___ Data to examine ___
//! Event CLI commands.

use std::path::PathBuf;

use clap::{Args, Parser, Subcommand};

/// Event management commands.
#[derive(Debug, Parser)]
pub struct EventsCommand {
    #[command(subcommand)]
    pub action: EventsAction,
}

/// Paging flags shared by listing actions.
#[derive(Debug, Clone, Default, Args)]
pub struct PageArgs {
    /// Maximum number of events.
    #[arg(long)]
    pub limit: Option<u32>,
    /// Number of events to skip.
    #[arg(long)]
    pub skip: Option<u32>,
    /// Sort order, e.g. `-fields.date`.
    #[arg(long, allow_hyphen_values = true)]
    pub order: Option<String>,
}

/// Fields for a new event.
#[derive(Debug, Args)]
pub struct CreateEventArgs {
    /// Event title.
    #[arg(long)]
    pub title: String,
    /// URL slug (derived from the title when omitted).
    #[arg(long)]
    pub slug: Option<String>,
    /// ISO-8601 date-time.
    #[arg(long)]
    pub date: String,
    /// Description (at least 10 characters).
    #[arg(long)]
    pub description: String,
    /// Organizer ID.
    #[arg(long)]
    pub organizer: String,
    /// Category ID (repeatable).
    #[arg(long = "category")]
    pub categories: Vec<String>,
    /// Speaker ID (repeatable).
    #[arg(long = "speaker")]
    pub speakers: Vec<String>,
    /// Banner image to upload.
    #[arg(long)]
    pub banner: Option<PathBuf>,
    /// Publish right away.
    #[arg(long)]
    pub publish: bool,
}

/// Fields to change on an event.
#[derive(Debug, Args)]
pub struct UpdateEventArgs {
    /// Event ID.
    pub id: String,
    /// New title.
    #[arg(long)]
    pub title: Option<String>,
    /// New slug.
    #[arg(long)]
    pub slug: Option<String>,
    /// New date.
    #[arg(long)]
    pub date: Option<String>,
    /// New description.
    #[arg(long)]
    pub description: Option<String>,
    /// New organizer ID.
    #[arg(long)]
    pub organizer: Option<String>,
    /// Replacement category IDs (repeatable).
    #[arg(long = "category")]
    pub categories: Option<Vec<String>>,
    /// Replacement speaker IDs (repeatable).
    #[arg(long = "speaker")]
    pub speakers: Option<Vec<String>>,
    /// New banner image to upload.
    #[arg(long)]
    pub banner: Option<PathBuf>,
}

/// Available event actions.
#[derive(Debug, Subcommand)]
pub enum EventsAction {
    /// List events.
    List {
        /// Only published events.
        #[arg(long, conflicts_with = "drafts")]
        published: bool,
        /// Only draft events.
        #[arg(long)]
        drafts: bool,
        #[command(flatten)]
        page: PageArgs,
    },
    /// Get event by ID.
    Get {
        /// Event ID.
        id: String,
    },
    /// Get event by slug.
    Slug {
        /// Event slug.
        slug: String,
    },
    /// Full-text search.
    Search {
        /// Search term.
        term: String,
        #[command(flatten)]
        page: PageArgs,
    },
    /// List events in a category.
    ByCategory {
        /// Category ID.
        category_id: String,
        #[command(flatten)]
        page: PageArgs,
    },
    /// Create an event.
    Create(CreateEventArgs),
    /// Update an event.
    Update(UpdateEventArgs),
    /// Delete an event.
    Delete {
        /// Event ID.
        id: String,
    },
    /// Publish an event.
    Publish {
        /// Event ID.
        id: String,
    },
    /// Unpublish an event.
    Unpublish {
        /// Event ID.
        id: String,
    },
}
___
▶ [Problem]:
For each line in the entries that contains the string "upload", make a copy.

▶ [Answer area]:
    /// Banner image to upload.
    /// New banner image to upload.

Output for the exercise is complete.